Os desafios da inclusão de pessoas com autismo no Brasil
Enviada em 27/04/2022
A Constituição Federal de 1988 é chamada de cidadã por garantir diversos direitos às minorias sociais, inclusive, a proteção e educação das pessoas com autismo. Contudo, tal artigo não passa de palavras escritas em linhas mortas, uma vez que não é cumprido como dita a lei. À vista disso, é preciso analisar essa questão que é motivada pela educação precária na infância e pela pouca informação dada à sociedade.
Diante desse contexto, é importante destacar a falta de educação direcionada aos autistas. Sob essa ótica, segundo dados da Agência Brasil, apenas 10% das escolas brasileiras possuem um profissional adequado nas salas de aula para dar suporte a esses alunos. Dito isso, é evidente que sem uma adequada atenção já na infância, para tratar e ensinar o aluno de acordo com sua dificuldade, não haverá progresso no desenvolvimento psicomotor dele. Com isso, essa criança irá crescer e permanecerá com as mesmas dificuldades, e não será incluída no corpo social.

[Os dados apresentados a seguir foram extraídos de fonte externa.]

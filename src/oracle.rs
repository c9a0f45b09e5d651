//! The symbol-resolution capability the rule consumes.
//!
//! The rule never looks at declarations itself. It asks an oracle what a node
//! denotes and whether a short name would bind unambiguously at a location.
//! `symbols::SemanticModel` is the real implementation; tests use stubs.

use crate::types::{ExpressionNode, ResolvedSymbol};

/// Result of looking up a simple name in the scopes enclosing an offset.
#[derive(Debug, Clone, PartialEq, Eq)]
pub enum ScopeLookup {
    /// Several candidates are visible; using the name would not compile.
    Ambiguous(Vec<String>),
    /// Nothing named this is visible.
    NotFound,
    /// Exactly one entity is visible under this name.
    Unique(ResolvedSymbol),
}

/// Maps syntax nodes to the semantic entities they denote.
///
/// Implementations are queried concurrently from several scanner threads, so
/// they must be read-only once built.
pub trait SymbolOracle: Sync {
    /// Look up `name` as it would bind at byte `offset`.
    fn lookup_in_scope(&self, offset: usize, name: &str) -> ScopeLookup;

    /// Classify `node`. Failure is `ResolvedSymbol::unknown()`, never an error.
    fn resolve(&self, node: &ExpressionNode) -> ResolvedSymbol;
}
mod analysis;
mod commands;
mod config;
mod diagnostics;
mod error;
mod fixer;
mod grammar;
mod info;
mod oracle;
mod rule;
mod scanner;
mod symbols;
mod syntax;
mod types;
mod walker;

use std::path::PathBuf;
use std::process::ExitCode;

use clap::{Parser, Subcommand};
use tracing_subscriber::EnvFilter;

use crate::commands::Format;

#[derive(Parser)]
#[command(name = "idiom", about = "Find redundant namespace qualification in C# sources")]
struct Cli {
    #[command(subcommand)]
    command: Commands,
    /// Log progress to stderr (overridden by RUST_LOG)
    #[arg(long, short, global = true)]
    verbose: bool,
}

#[derive(Subcommand)]
enum Commands {
    /// Report type names that are qualified more than needed
    Check {
        /// Files or directories to analyze (default: current directory)
        paths: Vec<PathBuf>,
        /// Output format
        #[arg(long, value_enum, default_value = "text")]
        format: Format,
    },
    /// Remove redundant qualification where the short name is unambiguous
    Fix {
        /// Files or directories to rewrite (default: current directory)
        paths: Vec<PathBuf>,
    },
    /// Show rules, configuration, and exit codes
    Info {
        /// Output as JSON instead of markdown
        #[arg(long)]
        json: bool,
    },
}

fn main() -> ExitCode {
    let cli = Cli::parse();
    init_logging(cli.verbose);

    let result = match cli.command {
        Commands::Check { paths, format } => commands::check(&paths, format),
        Commands::Fix { paths } => commands::fix(&paths),
        Commands::Info { json } => {
            info::run(json);
            Ok(ExitCode::SUCCESS)
        },
    };

    return match result {
        Ok(code) => code,
        Err(e) => {
            diagnostics::print_error(&e);
            ExitCode::from(2)
        },
    };
}

/// Install the stderr log subscriber. `RUST_LOG` wins over `--verbose`.
fn init_logging(verbose: bool) {
    let default = if verbose { "debug" } else { "warn" };
    let filter = EnvFilter::try_from_default_env().unwrap_or_else(|_| return EnvFilter::new(default));

    tracing_subscriber::fmt()
        .with_env_filter(filter)
        .with_target(false)
        .with_writer(std::io::stderr)
        .init();
}
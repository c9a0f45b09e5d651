/// Tree-sitter grammar resolution by file extension.
use std::path::Path;

use tree_sitter::Language;

use crate::error::Error;

/// Extensions the analyzer accepts, without the leading dot.
pub const SUPPORTED_EXTENSIONS: &[&str] = &["cs"];

/// Map a file extension to its tree-sitter language.
///
/// # Errors
///
/// Returns `Error::UnsupportedLanguage` for unknown extensions.
pub fn language_for_path(path: &Path) -> Result<Language, Error> {
    let ext = path.extension().and_then(|e| return e.to_str()).unwrap_or("");

    return match ext {
        "cs" => Ok(tree_sitter_c_sharp::LANGUAGE.into()),
        _ => Err(Error::UnsupportedLanguage {
            ext: ext.to_string(),
        }),
    };
}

Ademais, vale ressaltar a pouca informação transmitida à sociedade. Desse modo, de acordo com informações do Ministério da Saúde, mais de 80% da população não sabe sequer um sintoma das pessoas com autismo. Posto isso, é notório que a sociedade desinformada não sabe como agir diante desses casos, e, por muitas vezes, torna-se preconceituosa, acreditando que o autista está se vitimizando. Dessa forma, é improvavél a socialização dele numa comunidade que não o entende, mas sim o ofende.
Urge, portanto, que o Estado tome ações afirmativas na inclusão das pessoas com autismo. Dessarte, o Ministério da Educação — órgão responsável por garantir a educação para todos — deve promover cursos de educação direcionados aos professores sobre como educar esse aluno e tornar obrigatório que cada escola tenha um profissional psicopedagogo, por meio de projeto de lei aprovado no Congresso Nacional, a fim de garantir o bom desenvolvimento psicomotor dos alunos autistas. Assim, com a educação e tratamento adequados, eles serão incluídos naturalmente ao corpo social, como garante a lei máxima que é a Carta Magna.